Both major parties were up slightly on the primary vote in 2015, but the Conservatives emerged the principal beneficiary of the collapse of the Liberal Democrats. By contrast, Labour was devastated north of the border by the triumph of the Scottish National Party, which won all but three of Scotland’s 59 seats, gaining 40 from Labour and 10 from the Liberal Democrats. The seats remaining to Labour are concentrated in London; Merseyside and Manchester; Leeds and its industrial surrounds; Birmingham; Newcastle and Durham; and south Wales. The rest of England’s electoral map is a sea of blue, punctuated by occasional small islands of red, and still more occasional ones of orange (traditionally associated with the Liberal Democrats).

Each of Labour’s stronghold regions consists of a safe core and a less safe periphery, and it’s the latter areas that are looming as the main battlegrounds of a losing election.

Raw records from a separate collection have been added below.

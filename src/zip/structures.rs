use byteorder::{LittleEndian, ReadBytesExt};
use std::fmt;
use std::io::Cursor;

use anyhow::{Result, bail};

/// Compression methods a package entry may use
#[derive(Debug, Clone, Copy, PartialEq, Eq)]
pub enum CompressionMethod {
    Stored,
    Deflate,
    Unknown(u16),
}

impl CompressionMethod {
    pub fn from_u16(value: u16) -> Self {
        match value {
            0 => CompressionMethod::Stored,
            8 => CompressionMethod::Deflate,
            _ => CompressionMethod::Unknown(value),
        }
    }
}

impl fmt::Display for CompressionMethod {
    fn fmt(&self, f: &mut fmt::Formatter<'_>) -> fmt::Result {
        match self {
            CompressionMethod::Stored => f.write_str("stored"),
            CompressionMethod::Deflate => f.write_str("deflate"),
            CompressionMethod::Unknown(v) => write!(f, "method {}", v),
        }
    }
}

/// End of Central Directory (EOCD) - 22 bytes minimum
pub struct EndOfCentralDirectory {
    pub total_entries: u16,
    pub cd_size: u32,
    pub cd_offset: u32,
    pub comment_len: u16,
}

impl EndOfCentralDirectory {
    pub const SIGNATURE: &'static [u8] = b"PK\x05\x06";
    pub const SIZE: usize = 22;

    pub fn from_bytes(data: &[u8]) -> Result<Self> {
        if data.len() < Self::SIZE || &data[0..4] != Self::SIGNATURE {
            bail!("Invalid End of Central Directory");
        }

        // Disk numbers (two u16) and the per-disk entry count are skipped;
        // multi-disk packages do not exist in practice.
        let mut cursor = Cursor::new(&data[10..]);

        Ok(Self {
            total_entries: cursor.read_u16::<LittleEndian>()?,
            cd_size: cursor.read_u32::<LittleEndian>()?,
            cd_offset: cursor.read_u32::<LittleEndian>()?,
            comment_len: cursor.read_u16::<LittleEndian>()?,
        })
    }

    pub fn is_zip64(&self) -> bool {
        self.total_entries == 0xFFFF || self.cd_size == 0xFFFFFFFF || self.cd_offset == 0xFFFFFFFF
    }
}

/// ZIP64 End of Central Directory Locator - 20 bytes
pub struct Zip64EOCDLocator {
    pub eocd64_offset: u64,
}

impl Zip64EOCDLocator {
    pub const SIGNATURE: &'static [u8] = b"PK\x06\x07";
    pub const SIZE: usize = 20;

    pub fn from_bytes(data: &[u8]) -> Result<Self> {
        if data.len() < Self::SIZE || &data[0..4] != Self::SIGNATURE {
            bail!("Invalid ZIP64 End of Central Directory Locator");
        }

        let mut cursor = Cursor::new(&data[8..]);

        Ok(Self {
            eocd64_offset: cursor.read_u64::<LittleEndian>()?,
        })
    }
}

/// ZIP64 End of Central Directory - 56 bytes minimum
pub struct Zip64EOCD {
    pub total_entries: u64,
    pub cd_size: u64,
    pub cd_offset: u64,
}

impl Zip64EOCD {
    pub const SIGNATURE: &'static [u8] = b"PK\x06\x06";
    pub const MIN_SIZE: usize = 56;

    pub fn from_bytes(data: &[u8]) -> Result<Self> {
        if data.len() < Self::MIN_SIZE || &data[0..4] != Self::SIGNATURE {
            bail!("Invalid ZIP64 End of Central Directory");
        }

        // Skip record size, versions, disk numbers and the per-disk count.
        let mut cursor = Cursor::new(&data[32..]);

        Ok(Self {
            total_entries: cursor.read_u64::<LittleEndian>()?,
            cd_size: cursor.read_u64::<LittleEndian>()?,
            cd_offset: cursor.read_u64::<LittleEndian>()?,
        })
    }
}

/// Central Directory File Header (CDFH) - 46 bytes minimum
pub const CDFH_SIGNATURE: &[u8] = b"PK\x01\x02";

/// Local File Header (LFH) - 30 bytes
pub const LFH_SIGNATURE: &[u8] = b"PK\x03\x04";
pub const LFH_SIZE: usize = 30;

/// General purpose flag bit marking an encrypted entry.
const FLAG_ENCRYPTED: u16 = 0x0001;

/// One entry of the package's central directory
#[derive(Debug, Clone)]
pub struct ZipFileEntry {
    pub file_name: String,
    pub compression_method: CompressionMethod,
    pub compressed_size: u64,
    pub uncompressed_size: u64,
    pub crc32: u32,
    pub lfh_offset: u64,
    pub flags: u16,
    pub is_directory: bool,
}

impl ZipFileEntry {
    pub fn is_encrypted(&self) -> bool {
        self.flags & FLAG_ENCRYPTED != 0
    }
}
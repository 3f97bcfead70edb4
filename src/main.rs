//! Main entry point for the sketchfile CLI application.
//!
//! Loads a package from a local path or an HTTP URL and prints pages,
//! document or page JSON, or the text of text layers.

use anyhow::{Context, Result, bail};
use clap::Parser;
use serde::Serialize;
use std::path::Path;
use std::sync::Arc;
use tracing_subscriber::EnvFilter;

use sketchfile::{Cli, HttpRangeReader, LocalFileReader, Package, ReadAt, ZipExtractor};

#[tokio::main]
async fn main() -> Result<()> {
    let cli = Cli::parse();
    init_tracing(&cli);

    if cli.is_http_url() {
        let reader = Arc::new(HttpRangeReader::new(cli.file.clone()).await?);
        run(Arc::clone(&reader), &cli).await?;

        if !cli.is_quiet() {
            eprintln!("\nTotal bytes transferred: {}", format_size(reader.transferred_bytes()));
        }
    } else {
        let reader = Arc::new(LocalFileReader::new(Path::new(&cli.file))?);
        run(reader, &cli).await?;
    }

    Ok(())
}

fn init_tracing(cli: &Cli) {
    let filter =
        EnvFilter::try_from_default_env().unwrap_or_else(|_| EnvFilter::new(cli.log_level()));
    let _ = tracing_subscriber::fmt()
        .with_env_filter(filter)
        .with_target(false)
        .with_writer(std::io::stderr)
        .try_init();
}

async fn run<R: ReadAt + 'static>(reader: Arc<R>, cli: &Cli) -> Result<()> {
    if cli.verbose {
        list_entries(Arc::clone(&reader)).await?;
    }

    let package = Package::from_reader(reader, &cli.load_options()).await?;

    if cli.document {
        match &package.document {
            Some(document) => print_json(document)?,
            None => bail!("{} has no document.json", cli.file),
        }
    }

    if let Some(name) = &cli.page {
        let page = package
            .page(name)
            .with_context(|| format!("no page named {:?}", name))?;
        print_json(page)?;
    }

    if cli.text {
        print_text(&package);
    }

    if cli.list || !(cli.document || cli.page.is_some() || cli.text) {
        list_pages(&package);
    }

    Ok(())
}

/// Archive entries with their sizes, the way `unzip -v` shows them.
async fn list_entries<R: ReadAt + 'static>(reader: Arc<R>) -> Result<()> {
    let entries = ZipExtractor::new(reader).list_files().await?;

    println!("{:>10}  {:>10}  {:>5}  {:>8}  Name", "Length", "Size", "Cmpr", "Method");
    println!("{}", "-".repeat(60));

    let mut total_uncompressed = 0u64;
    let mut total_compressed = 0u64;
    for entry in entries.iter().filter(|e| !e.is_directory) {
        println!(
            "{:>10}  {:>10}  {}  {:>8}  {}",
            entry.uncompressed_size,
            entry.compressed_size,
            ratio(entry.compressed_size, entry.uncompressed_size),
            entry.compression_method.to_string(),
            entry.file_name
        );
        total_uncompressed = total_uncompressed.saturating_add(entry.uncompressed_size);
        total_compressed = total_compressed.saturating_add(entry.compressed_size);
    }

    println!("{}", "-".repeat(60));
    println!(
        "{:>10}  {:>10}  {}  {:>8}  {} files\n",
        total_uncompressed,
        total_compressed,
        ratio(total_compressed, total_uncompressed),
        "",
        entries.iter().filter(|e| !e.is_directory).count()
    );
    Ok(())
}

fn list_pages(package: &Package) {
    if let Some(meta) = &package.meta {
        println!(
            "{} {}",
            meta.app.as_deref().unwrap_or("unknown app"),
            meta.app_version.as_deref().unwrap_or("")
        );
    }

    let mut total = 0;
    for page in package.ordered_pages() {
        let count = page.layer_count();
        total += count;
        println!(
            "{:>8}  {}",
            count,
            page.name.as_deref().unwrap_or("<unnamed>")
        );
    }
    println!("{:>8}  {} pages", total, package.pages.len());
}

fn print_text(package: &Package) {
    for page in package.ordered_pages() {
        let page_name = page.name.as_deref().unwrap_or("<unnamed>");
        for root in page.layers() {
            root.walk(&mut |layer, _| {
                if let Some(text) = layer.text() {
                    println!(
                        "{} / {}: {}",
                        page_name,
                        layer.name.as_deref().unwrap_or("<unnamed>"),
                        text.replace('\n', " ")
                    );
                }
            });
        }
    }
}

fn print_json<T: Serialize>(value: &T) -> Result<()> {
    let json = serde_json::to_string_pretty(value)?;
    println!("{}", json);
    Ok(())
}

/// Space saved, as `unzip -v` prints it. Sizes come from the archive and
/// may be forged, so the arithmetic is done in u128.
fn ratio(compressed: u64, uncompressed: u64) -> String {
    if uncompressed > 0 && compressed <= uncompressed {
        let kept = u128::from(compressed) * 100 / u128::from(uncompressed);
        format!("{:>4}%", 100 - kept)
    } else {
        "  0%".to_string()
    }
}

fn format_size(size: u64) -> String {
    const KB: u64 = 1024;
    const MB: u64 = KB * 1024;
    const GB: u64 = MB * 1024;

    if size >= GB {
        format!("{:.2} GB", size as f64 / GB as f64)
    } else if size >= MB {
        format!("{:.2} MB", size as f64 / MB as f64)
    } else if size >= KB {
        format!("{:.2} KB", size as f64 / KB as f64)
    } else {
        format!("{} bytes", size)
    }
}
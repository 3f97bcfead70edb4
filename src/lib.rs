//! # sketchfile
//!
//! Decoder for Sketch document packages.
//!
//! A package is a zip archive of JSON documents: `document.json`, `meta.json`
//! and one `pages/<id>.json` per page. This crate reads the archive from a
//! local file, an HTTP URL (using Range requests, so only the JSON entries
//! are downloaded) or memory, and decodes every document into typed records.
//!
//! ## Features
//!
//! - Typed model of documents, pages, layers and styles
//! - Decoding of the string encodings used inside the JSON: coordinate
//!   tuples `"{x, y}"`, coordinate lists and base64 binary property lists
//! - Binary property list reader and writer (`bplist00`)
//! - Concurrent page decoding with a configurable limit
//! - ZIP64, STORED and DEFLATE support with CRC-32 checks
//!
//! ## Example
//!
//! ```no_run
//! use sketchfile::{LoadOptions, Package};
//!
//! #[tokio::main]
//! async fn main() -> anyhow::Result<()> {
//!     let package = Package::open("design.sketch").await?;
//!
//!     for page in package.ordered_pages() {
//!         println!("{}: {} layers", page.name.as_deref().unwrap_or(""), page.layer_count());
//!     }
//!
//!     let remote = Package::from_url(
//!         "https://example.com/design.sketch",
//!         &LoadOptions { concurrency: 4, ..LoadOptions::default() },
//!     )
//!     .await?;
//!     println!("{} pages", remote.pages.len());
//!
//!     Ok(())
//! }
//! ```

pub mod cli;
pub mod codec;
pub mod io;
pub mod model;
pub mod package;
pub mod plist;
pub mod zip;

pub use cli::Cli;
pub use codec::{Archive, CodecError, Point, PointList};
pub use io::{HttpRangeReader, LocalFileReader, MemoryReader, ReadAt};
pub use package::{LoadError, LoadOptions, Package};
pub use zip::{ZipExtractor, ZipFileEntry};
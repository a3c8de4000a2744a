//! Free-form question forwarding to a local LLM
//!
//! Questions the name pipeline cannot answer are handed to an assist
//! provider along with the session transcript. Name checking never depends
//! on this module; it is a collaborator behind the `assist` feature.

pub mod ollama;

// Re-export main functionality
pub use ollama::OllamaAssist;

use crate::error::Result;
use async_trait::async_trait;

/// A backend able to answer a free-form question.
#[async_trait]
pub trait AssistProvider: Send + Sync {
    /// Complete `prompt` and return the raw answer text.
    async fn complete(&self, prompt: &str) -> Result<String>;

    /// Get the provider name
    fn name(&self) -> &'static str;

    /// Get the model identifier
    fn model(&self) -> &str;
}

/// Build the assist prompt: role preamble, conversation so far, new question.
pub fn build_assist_prompt(history: &str, question: &str, style: &str) -> String {
    format!(
        "Tu es un expert en création d'entreprise en Tunisie. \
         Fournis des informations précises sur la disponibilité des noms d'entreprise \
         et propose 5 suggestions alternatives quand nécessaire.\n\n\
         Historique:\n{}\n\n\
         Nouvelle question: {}\n\n\
         Réponds de manière {} en 1-2 phrases maximum.",
        history, question, style
    )
}

#[cfg(test)]
mod tests {
    use super::*;

    #[test]
    fn test_prompt_embeds_history_and_question() {
        let prompt = build_assist_prompt(
            "Utilisateur: bonjour\nAssistant: bonjour !",
            "le nom atlas est-il libre ?",
            "concise",
        );
        assert!(prompt.contains("Historique:\nUtilisateur: bonjour"));
        assert!(prompt.contains("Nouvelle question: le nom atlas est-il libre ?"));
        assert!(prompt.contains("manière concise"));
    }

    #[test]
    fn test_prompt_with_empty_history() {
        let prompt = build_assist_prompt("", "bonjour", "amical");
        assert!(prompt.contains("Historique:\n\n"));
        assert!(prompt.starts_with("Tu es un expert"));
    }
}
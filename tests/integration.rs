//! Integration tests for nomguard

use nomguard::{
    similarity, BusinessSector, CheckOutcome, CheckRequest, JsonFileSource, MatchConfig,
    NameCheckEngine, ProfanityFilter, Registry, RegistryMatcher, SuggestionEngine,
};
use std::sync::Arc;

fn registry_of(names_fr: &[&str], names_ar: &[&str]) -> Arc<Registry> {
    Arc::new(Registry::from_tracks(
        names_fr.iter().map(|s| s.to_string()).collect(),
        names_ar.iter().map(|s| s.to_string()).collect(),
        None,
    ))
}

#[test]
fn test_end_to_end_reserved_name() {
    let engine = NameCheckEngine::new(registry_of(&["novatech"], &[])).unwrap();
    let request = CheckRequest {
        prompt: "nom: novatech".to_string(),
        extract_mode: true,
        short_response: false,
    };

    match engine.check(&request) {
        CheckOutcome::Reserved { name, suggestions } => {
            assert_eq!(name, "novatech");
            assert!(!suggestions.is_empty());
            for suggestion in &suggestions {
                assert_ne!(suggestion, "novatech");
                assert!(
                    !engine.matcher().is_reserved(suggestion),
                    "suggested a reserved name: {suggestion}"
                );
            }
        }
        other => panic!("expected reserved outcome, got {other:?}"),
    }
}

#[test]
fn test_end_to_end_empty_registry() {
    let engine = NameCheckEngine::new(Arc::new(Registry::empty())).unwrap();

    for prompt in ["nom: novatech", "vérifier le nom atlas", "carthage"] {
        let outcome = engine.check(&CheckRequest::new(prompt));
        assert!(
            matches!(outcome, CheckOutcome::Available { .. }),
            "prompt {prompt:?} should be available against an empty registry"
        );
    }
}

#[test]
fn test_similarity_properties() {
    let pairs = [
        ("novatech", "novatec"),
        ("atlas", "atlas group"),
        ("café du coin", "cafe du coin"),
    ];
    for (a, b) in pairs {
        assert_eq!(similarity(a, b), similarity(b, a));
        let score = similarity(a, b);
        assert!((0.0..=1.0).contains(&score));
    }

    assert_eq!(similarity("novatech", "novatech"), 1.0);
    assert_eq!(similarity("", ""), 1.0);
    assert_eq!(similarity("", "x"), 0.0);
}

#[test]
fn test_exact_match_floor() {
    let registry = registry_of(
        &["novatech", "atlas commerce", "carthage"],
        &["نوفاتك", "أطلس", "قرطاج"],
    );
    let matcher = RegistryMatcher::new(Arc::clone(&registry));

    for entry in registry.entries() {
        assert!(matcher.is_reserved(&entry.name_fr), "{}", entry.name_fr);
        assert!(matcher.is_reserved(&entry.name_ar), "{}", entry.name_ar);
    }
}

#[test]
fn test_threshold_monotonicity() {
    let registry = registry_of(&["novatech", "atlas"], &[]);
    let strict = RegistryMatcher::with_config(
        Arc::clone(&registry),
        MatchConfig {
            threshold: 0.9,
            ..MatchConfig::default()
        },
    );
    let lenient = RegistryMatcher::with_config(
        Arc::clone(&registry),
        MatchConfig {
            threshold: 0.6,
            ..MatchConfig::default()
        },
    );

    let candidates = ["novatech", "novatec", "novatech sarl", "atlas", "atlantis", "zephyr"];
    for candidate in candidates {
        if strict.is_reserved(candidate) {
            assert!(
                lenient.is_reserved(candidate),
                "lowering the threshold lost {candidate:?}"
            );
        }
    }
    // The lenient matcher really is wider here, not just equal.
    assert!(lenient.is_reserved("novatech sarl"));
    assert!(!strict.is_reserved("novatech sarl"));
}

#[test]
fn test_suggestions_unique_and_available() {
    let matcher = RegistryMatcher::new(registry_of(&["medina", "medina shop"], &[]));
    let suggestions =
        SuggestionEngine::with_count(10).suggest("medina", BusinessSector::Commerce, &matcher);

    let unique: std::collections::HashSet<_> = suggestions.iter().collect();
    assert_eq!(unique.len(), suggestions.len());
    for suggestion in &suggestions {
        assert!(!matcher.is_reserved(suggestion));
    }
}

#[test]
fn test_profanity_whole_words_only() {
    let filter = ProfanityFilter::new().unwrap();
    assert!(!filter.contains_profanity("assholeX"));
    assert!(filter.contains_profanity("asshole!"));
    assert!(filter.contains_profanity("nom: asshole"));
}

#[test]
fn test_extraction_rule_precedence() {
    let engine = NameCheckEngine::new(Arc::new(Registry::empty())).unwrap();
    let outcome = engine.check(&CheckRequest::new("nom: novatech"));
    assert_eq!(
        outcome,
        CheckOutcome::Available {
            name: "novatech".to_string()
        }
    );
}

#[test]
fn test_concept_classification_is_deterministic() {
    let engine = NameCheckEngine::new(registry_of(&["saveur"], &[])).unwrap();
    // Sector keyword present: suggestions take the restauration templates.
    let outcome = engine.check(&CheckRequest::new(
        "je veux ouvrir un restaurant, nom: saveur",
    ));
    match outcome {
        CheckOutcome::Reserved { suggestions, .. } => {
            assert_eq!(suggestions[0], "le saveur");
        }
        other => panic!("expected reserved outcome, got {other:?}"),
    }
}

#[test]
fn test_rejection_outcome_renders_without_pipeline_run() {
    let engine = NameCheckEngine::new(registry_of(&["novatech"], &[])).unwrap();
    let outcome = engine.check(&CheckRequest::new("nom: novatech espèce de connard"));
    assert_eq!(outcome, CheckOutcome::Profanity);
    assert!(outcome.render(false).contains("inappropriés"));
}

#[test]
fn test_registry_loaded_from_json_file() {
    use std::io::Write;

    let mut file = tempfile::NamedTempFile::new().unwrap();
    write!(
        file,
        r#"{{"names_fr": ["novatech"], "names_ar": ["نوفاتك"]}}"#
    )
    .unwrap();

    let registry = nomguard::load_or_empty(&JsonFileSource::new(file.path()));
    let engine = NameCheckEngine::new(Arc::new(registry)).unwrap();
    assert!(matches!(
        engine.check(&CheckRequest::new("nom: novatech")),
        CheckOutcome::Reserved { .. }
    ));
}

#[test]
fn test_missing_registry_file_fails_open() {
    let registry = nomguard::load_or_empty(&JsonFileSource::new("/nonexistent/cc.json"));
    assert!(registry.is_empty());

    let engine = NameCheckEngine::new(Arc::new(registry)).unwrap();
    assert!(matches!(
        engine.check(&CheckRequest::new("nom: novatech")),
        CheckOutcome::Available { .. }
    ));
}

#[test]
fn test_outcome_serialization_shape() {
    let outcome = CheckOutcome::Reserved {
        name: "novatech".to_string(),
        suggestions: vec!["novatech solutions".to_string()],
    };
    let json = serde_json::to_value(&outcome).unwrap();
    assert_eq!(json["status"], "reserved");
    assert_eq!(json["name"], "novatech");
    assert_eq!(json["suggestions"][0], "novatech solutions");
}

#[test]
fn test_cli_help() {
    use assert_cmd::Command;
    use predicates::prelude::*;

    Command::cargo_bin("nomguard")
        .unwrap()
        .arg("--help")
        .assert()
        .success()
        .stdout(predicate::str::contains("USAGE"))
        .stdout(predicate::str::contains("NOMGUARD_REGISTRY"));
}
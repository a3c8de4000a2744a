//! NomGuard - company name availability checking and suggestions
//!
//! Decides whether a proposed company name is already taken in the bilingual
//! registry, extracts the name and business sector from free-form text, and
//! proposes available alternatives when the name is reserved.

#[cfg(feature = "assist")]
pub mod assist;
pub mod engine;
pub mod error;
pub mod extract;
pub mod matching;
pub mod moderation;
pub mod registry;
pub mod session;
pub mod suggest;
pub mod types;

// Re-export commonly used types
pub use error::{NomGuardError, Result};
pub use types::{
    AssistConfig, BusinessSector, CheckOutcome, CheckRequest, ExtractionResult, MatchConfig,
    MatchDecision, MatchKind, RegistryEntry,
};

// Re-export main functionality
pub use engine::NameCheckEngine;
pub use matching::{normalize, similarity, RegistryMatcher};
pub use moderation::ProfanityFilter;
pub use registry::{load_or_empty, JsonFileSource, Registry, RegistrySource};
pub use suggest::SuggestionEngine;

/// Library version
pub const VERSION: &str = env!("CARGO_PKG_VERSION");

/// Initialize the library
pub fn init() -> Result<()> {
    // Load .env file if it exists
    dotenv::dotenv().ok();
    Ok(())
}
//! Candidate company-name extraction
//!
//! An ordered list of pattern rules, evaluated first-match-wins. For the
//! matching rule, captured groups are scanned in reverse declaration order
//! and the first group whose trimmed content is longer than 2 characters
//! wins. A rule that matches without producing a valid group does not stop
//! the scan; the next rule is tried. When nothing applies, the trimmed
//! input itself is the candidate.
//!
//! Rule order and the reverse group scan are contract, not accident:
//! different phrasings ("nom d'entreprise X", "vérifier le nom X",
//! "nom: X", "proposer le nom X", "X est mon nom") route deterministically
//! through different rules. Adding a rule means re-specifying the order.

use crate::error::{NomGuardError, Result};
use regex::{Regex, RegexBuilder};

/// Extraction rules in declared precedence order.
const RULE_PATTERNS: &[&str] = &[
    r#"nom [d']?entreprise ['"]?(.*?)['"]?"#,
    r#"vérifier (le )?nom (.*?)( pour|$)"#,
    r#"nom: (.*?)(\s|$)"#,
    r#"proposer (le )?nom (.*?)(\s|$)"#,
    r#"['"]?(.*?)['"]? (est|serait) (mon|le) nom"#,
];

/// Minimum trimmed length for a captured group to count as a name.
const MIN_GROUP_LEN: usize = 3;

pub struct NameExtractor {
    rules: Vec<Regex>,
}

impl NameExtractor {
    pub fn new() -> Result<Self> {
        let rules = RULE_PATTERNS
            .iter()
            .map(|pattern| {
                RegexBuilder::new(pattern)
                    .case_insensitive(true)
                    .build()
                    .map_err(|e| {
                        NomGuardError::internal(format!("extraction rule '{}': {}", pattern, e))
                    })
            })
            .collect::<Result<Vec<_>>>()?;
        Ok(Self { rules })
    }

    /// Pull a candidate company name out of `text`.
    pub fn extract(&self, text: &str) -> String {
        for rule in &self.rules {
            if let Some(caps) = rule.captures(text) {
                let groups: Vec<_> = caps.iter().skip(1).collect();
                for group in groups.into_iter().rev().flatten() {
                    let candidate = group.as_str().trim();
                    if candidate.chars().count() >= MIN_GROUP_LEN {
                        return candidate.to_string();
                    }
                }
            }
        }
        text.trim().to_string()
    }
}
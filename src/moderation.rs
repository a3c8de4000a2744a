//! Profanity gate run before any extraction or lookup

use crate::error::{NomGuardError, Result};
use regex::Regex;

/// Fixed multilingual blocklist: French/English terms, Latin-script
/// transliterations of Tunisian dialect, and Arabic-script terms.
const BLOCKLIST: &[&str] = &[
    "naco", "fuck", "shit", "merde", "pute", "con", "connard", "asshole", "idiot", "stupid",
    "bastard", "nik", "potano", "zebi", "kelb", "sharmuta", "bent", "benti", "bnit", "3ayz",
    "taban", "haywan", "tiz", "kos", "kosomak", "3irs", "زب", "نيك", "كلب", "شرموطة", "بنت",
    "بنتي", "بنيت", "عيز", "تعبان", "حيوان", "طيز", "كس", "كس أمك", "عرص",
];

/// Rejects abusive input before the pipeline runs.
///
/// Matching is word-delimited: a blocklist term hits only when bounded by
/// non-word characters or string edges, never as a substring inside a longer
/// word. Input is case-folded first.
pub struct ProfanityFilter {
    pattern: Option<Regex>,
}

impl ProfanityFilter {
    /// Filter over the built-in blocklist.
    pub fn new() -> Result<Self> {
        Self::with_words(BLOCKLIST.iter().copied())
    }

    /// Filter over a custom word list. An empty list matches nothing.
    pub fn with_words<I, S>(words: I) -> Result<Self>
    where
        I: IntoIterator<Item = S>,
        S: AsRef<str>,
    {
        let escaped: Vec<String> = words
            .into_iter()
            .map(|w| regex::escape(&w.as_ref().to_lowercase()))
            .filter(|w| !w.is_empty())
            .collect();

        if escaped.is_empty() {
            return Ok(Self { pattern: None });
        }

        let pattern = Regex::new(&format!(r"\b(?:{})\b", escaped.join("|")))
            .map_err(|e| NomGuardError::internal(format!("blocklist pattern: {}", e)))?;

        Ok(Self {
            pattern: Some(pattern),
        })
    }

    pub fn contains_profanity(&self, text: &str) -> bool {
        match &self.pattern {
            Some(pattern) => pattern.is_match(&text.to_lowercase()),
            None => false,
        }
    }
}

To isolate one example, Labour holds 45 seats in the area of Greater London, compared with 27 for the Conservatives and one for the Liberal Democrats. It will continue to dominate the city’s inner east even under worst case scenarios, but will come under pressure in as many as ten seats in the west and on the fringe of the Greater London region.

The polls have generally had the Liberal Democrats at around 11%, representing a modest recovery from the disaster of 2015, when they dropped from 57 seats and 23.1% of the vote to eight seats and 7.9%.
However, opportunities for further gains are limited, and the Conservative tide could even cause the party trouble in the few seats it continues to hold. Ukip yielded only the seat of Clacton from its 12.6% share of the national vote in 2015, and lost that a month ago when Douglas Carswell, a former Conservative MP, quit to sit as an independent. Polls suggest the party has shed support to the Conservatives, so its pickings in the House of Commons look likely to remain slim or non-existent.

The polls I’ve looked at for Scotland suggest the Scottish National Party will retain most if not all of its 50.0% support from 2015, so the party will presumably continue to dominate Scotland’s 59 seats, of which it holds all but three. Any talk of a defeat for the government is being framed in terms of its majority being lost to a “progressive alliance” of Labour, the Scottish National Party and the Liberal Democrats, but at this stage it seems very unlikely it will come to that.